The rightwing Swiss People's Party has urged voters to say "yes" to Sunday shopping and "no" to a moratorium on genetically modified organisms (GMOs).This content was published on October 15, 2005 - 15:45
Party delegates meeting in Näfels, canton Glarus, voted clearly in favour of supporting the government's position for the November 27 ballot.
Citizens are to vote on whether trading hours should be extended in major railway stations and airports and if farmers should wait another five years before attempting to introduce GMOs.
The assembly turned down the GM moratorium by a two-to-one majority, convinced that consumers and farmers were responsible enough to decide if biotechnology could benefit them.
"A moratorium would prevent consumers from choosing the food they want to eat and put farmers under supervision," said parliamentarian Hansruedi Wandfluh. "It would also put our agriculture at a disadvantage because it allows for the import of GM fodder while banning its production in Switzerland.
While some party members argued that most consumers weren't interested in GM foods and defended what they called "quality agriculture," delegates preferred to toe the government line.
Wandfluh added that a moratorium would harm Swiss biotechnological research and companies.
Earlier this month, Economics Minister Joseph Deiss warned that a moratorium on GMOs in agriculture would be bad news for farmers and consumers.
Deiss said that the current law on the issue, which came into force last year, provided enough protection for people and the environment.
The present legislation is aimed at strictly controlling GMOs. It forbids the keeping of genetically modified animals in agriculture for an indefinite period, whereas the initiative foresaw five years.
Hardly any of the delegates opposed the extension of Sunday trading hours for shops in major transports centres, a modification of Switzerland's labour legislation.
The revision aims to anchor in law what already happens in larger stations and airports.
"This reform is necessary, because consumers, travellers and tourists need shops in stations and airports," said parliamentarian Peter Föhn, adding that the project would not just benefit big cities and urban areas.
Trade unions fear that moves to relax Switzerland's tough Sunday trading restrictions will eventually lead to a seven-day working week across the country.

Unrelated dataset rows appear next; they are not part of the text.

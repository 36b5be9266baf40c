//! Program tree for Tilde
//!
//! The parser produces one `CompilationUnit` per source file; the include
//! resolver merges them into a `Program`. Nodes are plain owned data with no
//! parent back-edges: analysis and code generation thread the enclosing unit
//! and function through context structs instead, so cloning a subtree (the
//! monomorphizer does) never needs a fixup pass.

use crate::lexer::Token;
use std::path::PathBuf;

/// A type expression as written in source. Two structurally equal nodes
/// denote the same type regardless of where they appear.
#[derive(Debug, Clone, PartialEq)]
pub enum TypeNode {
    /// A bare or qualified name: `int`, `Point`, `gfx::Color`
    Simple(Token),
    /// One level of pointer indirection around an inner type
    Pointer(Box<TypeNode>),
    /// A generic instantiation: `List<int>`, `Map<char*, Entry>`
    Generic { base: Token, args: Vec<TypeNode> },
}

impl TypeNode {
    /// Representative token for diagnostics
    pub fn token(&self) -> &Token {
        match self {
            TypeNode::Simple(t) => t,
            TypeNode::Pointer(inner) => inner.token(),
            TypeNode::Generic { base, .. } => base,
        }
    }

    /// True if this is a pointer at the outermost level
    pub fn is_pointer(&self) -> bool {
        matches!(self, TypeNode::Pointer(_))
    }
}

/// The whole parsed program: all compilation units plus the `#import`ed
/// user libraries in first-seen order (the first is the primary library
/// for unclassified externals).
#[derive(Debug, Clone, Default)]
pub struct Program {
    pub imports: Vec<String>,
    pub units: Vec<CompilationUnit>,
}

#[derive(Debug, Clone)]
pub struct CompilationUnit {
    pub file_path: PathBuf,
    pub usings: Vec<UsingDirective>,
    pub structs: Vec<StructDefinition>,
    pub functions: Vec<FunctionDeclaration>,
    pub enums: Vec<EnumDefinition>,
}

impl CompilationUnit {
    pub fn new(file_path: PathBuf) -> Self {
        CompilationUnit {
            file_path,
            usings: Vec::new(),
            structs: Vec::new(),
            functions: Vec::new(),
            enums: Vec::new(),
        }
    }
}

/// `using NS;` or `using Alias = NS;`
#[derive(Debug, Clone, PartialEq)]
pub struct UsingDirective {
    pub namespace: String,
    pub alias: Option<String>,
}

#[derive(Debug, Clone)]
pub struct EnumDefinition {
    pub name: String,
    pub name_token: Token,
    pub namespace: Option<String>,
    pub members: Vec<EnumMember>,
}

#[derive(Debug, Clone)]
pub struct EnumMember {
    pub name: String,
    pub value: i64,
}

impl EnumDefinition {
    pub fn fqn(&self) -> String {
        qualify(self.namespace.as_deref(), &self.name)
    }

    pub fn find_member(&self, name: &str) -> Option<&EnumMember> {
        self.members.iter().find(|m| m.name == name)
    }
}

/// Member access level. Private members are reachable only from methods
/// whose owner FQN equals the defining struct's FQN.
#[derive(Debug, Clone, Copy, PartialEq, Eq)]
pub enum Access {
    Public,
    Private,
}

#[derive(Debug, Clone)]
pub struct MemberVariable {
    pub is_const: bool,
    pub ty: TypeNode,
    pub name: String,
    pub name_token: Token,
    pub access: Access,
}

#[derive(Debug, Clone)]
pub struct Parameter {
    pub ty: TypeNode,
    pub name: String,
    pub name_token: Token,
}

/// A free function, external declaration, or method. A `None` body denotes
/// an external (imported) function resolved through the PE import table.
#[derive(Debug, Clone)]
pub struct FunctionDeclaration {
    pub return_type: TypeNode,
    pub name: String,
    pub name_token: Token,
    pub parameters: Vec<Parameter>,
    pub body: Option<Vec<Statement>>,
    /// FQN of the owning struct for methods, `None` for free functions
    pub owner: Option<String>,
    pub access: Access,
    pub is_virtual: bool,
    pub is_override: bool,
    pub namespace: Option<String>,
}

impl FunctionDeclaration {
    pub fn is_external(&self) -> bool {
        self.body.is_none()
    }
}

#[derive(Debug, Clone)]
pub struct ConstructorDeclaration {
    /// FQN of the owning struct
    pub owner: String,
    pub namespace: Option<String>,
    pub access: Access,
    pub parameters: Vec<Parameter>,
    pub base_initializer: Option<Vec<Expression>>,
    pub body: Vec<Statement>,
    pub token: Token,
}

#[derive(Debug, Clone)]
pub struct DestructorDeclaration {
    /// FQN of the owning struct
    pub owner: String,
    pub namespace: Option<String>,
    pub access: Access,
    pub is_virtual: bool,
    pub body: Vec<Statement>,
    pub token: Token,
}

#[derive(Debug, Clone)]
pub struct StructDefinition {
    pub name: String,
    pub name_token: Token,
    /// Single-letter type parameter names; non-empty marks a template,
    /// which is never analyzed and never emitted
    pub generic_parameters: Vec<String>,
    /// Base struct name as written (possibly qualified), resolved through
    /// the TypeResolver at each inheritance step
    pub base_name: Option<Token>,
    pub namespace: Option<String>,
    pub members: Vec<MemberVariable>,
    pub methods: Vec<FunctionDeclaration>,
    pub constructors: Vec<ConstructorDeclaration>,
    pub destructors: Vec<DestructorDeclaration>,
}

impl StructDefinition {
    pub fn fqn(&self) -> String {
        qualify(self.namespace.as_deref(), &self.name)
    }

    pub fn is_template(&self) -> bool {
        !self.generic_parameters.is_empty()
    }

    pub fn find_member(&self, name: &str) -> Option<&MemberVariable> {
        self.members.iter().find(|m| m.name == name)
    }

    pub fn find_method(&self, name: &str) -> Option<&FunctionDeclaration> {
        self.methods.iter().find(|m| m.name == name)
    }

    /// The single destructor considered by destructor lookup, if any
    pub fn destructor(&self) -> Option<&DestructorDeclaration> {
        self.destructors.first()
    }
}

/// Join an optional namespace and a name into an FQN
pub fn qualify(namespace: Option<&str>, name: &str) -> String {
    match namespace {
        Some(ns) if !ns.is_empty() => format!("{}::{}", ns, name),
        _ => name.to_string(),
    }
}

#[derive(Debug, Clone)]
pub enum Statement {
    Block(Vec<Statement>),
    Return {
        value: Option<Expression>,
        token: Token,
    },
    If {
        condition: Expression,
        then_branch: Box<Statement>,
        else_branch: Option<Box<Statement>>,
    },
    While {
        condition: Expression,
        body: Box<Statement>,
    },
    Declaration {
        is_const: bool,
        ty: TypeNode,
        name: String,
        name_token: Token,
        initializer: Option<Expression>,
        /// Arguments of the direct-construction form `T x(a, b);`
        constructor_args: Option<Vec<Expression>>,
    },
    Expression(Expression),
    Delete {
        value: Expression,
        token: Token,
    },
}

#[derive(Debug, Clone)]
pub enum Expression {
    IntLiteral {
        value: i64,
        token: Token,
    },
    StringLiteral {
        value: String,
        /// Unique data label of the form `strN`, assigned at parse time
        label: String,
        token: Token,
    },
    Variable {
        name: Token,
    },
    Unary {
        op: Token,
        operand: Box<Expression>,
    },
    Binary {
        left: Box<Expression>,
        op: Token,
        right: Box<Expression>,
    },
    Assignment {
        target: Box<Expression>,
        value: Box<Expression>,
        op: Token,
    },
    Call {
        callee: Box<Expression>,
        args: Vec<Expression>,
        token: Token,
    },
    MemberAccess {
        object: Box<Expression>,
        /// True for `->`, false for `.`
        arrow: bool,
        member: Token,
    },
    QualifiedAccess {
        /// Left of the final `::`, e.g. `Color` or `gfx::Color`
        qualifier: String,
        qualifier_token: Token,
        member: Token,
    },
    New {
        ty: TypeNode,
        args: Vec<Expression>,
        token: Token,
    },
    Sizeof {
        ty: TypeNode,
        token: Token,
    },
    InitializerList {
        values: Vec<Expression>,
        token: Token,
    },
}

impl Expression {
    /// Representative token for diagnostics
    pub fn token(&self) -> &Token {
        match self {
            Expression::IntLiteral { token, .. } => token,
            Expression::StringLiteral { token, .. } => token,
            Expression::Variable { name } => name,
            Expression::Unary { op, .. } => op,
            Expression::Binary { op, .. } => op,
            Expression::Assignment { op, .. } => op,
            Expression::Call { token, .. } => token,
            Expression::MemberAccess { member, .. } => member,
            Expression::QualifiedAccess { member, .. } => member,
            Expression::New { token, .. } => token,
            Expression::Sizeof { token, .. } => token,
            Expression::InitializerList { token, .. } => token,
        }
    }
}

// ============================================================================
//                          Tree walking helpers
// ============================================================================
//
// The node set is closed, so child traversal is spelled out here once and
// shared by the passes that need a full walk (string-literal collection,
// constant folding, monomorphic type substitution).

/// Visit every expression under a statement, including nested statements,
/// in source order.
pub fn visit_statement_expressions<'a>(stmt: &'a Statement, f: &mut impl FnMut(&'a Expression)) {
    match stmt {
        Statement::Block(stmts) => {
            for s in stmts {
                visit_statement_expressions(s, f);
            }
        }
        Statement::Return { value, .. } => {
            if let Some(e) = value {
                visit_expression(e, f);
            }
        }
        Statement::If {
            condition,
            then_branch,
            else_branch,
        } => {
            visit_expression(condition, f);
            visit_statement_expressions(then_branch, f);
            if let Some(e) = else_branch {
                visit_statement_expressions(e, f);
            }
        }
        Statement::While { condition, body } => {
            visit_expression(condition, f);
            visit_statement_expressions(body, f);
        }
        Statement::Declaration {
            initializer,
            constructor_args,
            ..
        } => {
            if let Some(e) = initializer {
                visit_expression(e, f);
            }
            if let Some(args) = constructor_args {
                for a in args {
                    visit_expression(a, f);
                }
            }
        }
        Statement::Expression(e) => visit_expression(e, f),
        Statement::Delete { value, .. } => visit_expression(value, f),
    }
}

/// Visit an expression and all of its subexpressions in source order.
pub fn visit_expression<'a>(expr: &'a Expression, f: &mut impl FnMut(&'a Expression)) {
    f(expr);
    match expr {
        Expression::IntLiteral { .. }
        | Expression::StringLiteral { .. }
        | Expression::Variable { .. }
        | Expression::QualifiedAccess { .. }
        | Expression::Sizeof { .. } => {}
        Expression::Unary { operand, .. } => visit_expression(operand, f),
        Expression::Binary { left, right, .. } => {
            visit_expression(left, f);
            visit_expression(right, f);
        }
        Expression::Assignment { target, value, .. } => {
            visit_expression(target, f);
            visit_expression(value, f);
        }
        Expression::Call { callee, args, .. } => {
            visit_expression(callee, f);
            for a in args {
                visit_expression(a, f);
            }
        }
        Expression::MemberAccess { object, .. } => visit_expression(object, f),
        Expression::New { args, .. } => {
            for a in args {
                visit_expression(a, f);
            }
        }
        Expression::InitializerList { values, .. } => {
            for v in values {
                visit_expression(v, f);
            }
        }
    }
}

#[cfg(test)]
mod tests {
    use super::*;
    use crate::lexer::{Token, TokenKind};

    fn tok(text: &str) -> Token {
        Token::new(TokenKind::Identifier, text, 1, 1)
    }

    #[test]
    fn test_qualify() {
        assert_eq!(qualify(Some("gfx"), "Color"), "gfx::Color");
        assert_eq!(qualify(None, "Color"), "Color");
        assert_eq!(qualify(Some(""), "Color"), "Color");
    }

    #[test]
    fn test_type_node_equality_is_structural() {
        let a = TypeNode::Pointer(Box::new(TypeNode::Simple(tok("int"))));
        let b = TypeNode::Pointer(Box::new(TypeNode::Simple(tok("int"))));
        assert_eq!(a, b);
    }

    #[test]
    fn test_visit_collects_nested_expressions() {
        let expr = Expression::Binary {
            left: Box::new(Expression::IntLiteral {
                value: 1,
                token: tok("1"),
            }),
            op: Token::new(TokenKind::Operator, "+", 1, 2),
            right: Box::new(Expression::IntLiteral {
                value: 2,
                token: tok("2"),
            }),
        };
        let stmt = Statement::Return {
            value: Some(expr),
            token: tok("return"),
        };
        let mut count = 0;
        visit_statement_expressions(&stmt, &mut |_| count += 1);
        assert_eq!(count, 3);
    }
}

But Föhn said that that shops in airports and railway stations offered part-time jobs that benefited people's family and professional lives. "Normally the Left would defend this kind of position," he added.
swissinfo with agencies
Delegates of the rightwing People's Party - which is often opposed to official positions, especially on Europe - have decided to follow the government line on upcoming nationwide votes.
A 330-to-257 majority said "yes" to extended Sunday trading hours for shops in major stations and airports.
229 delegates versus 109 voted against a five-year moratorium on GMOs in agriculture.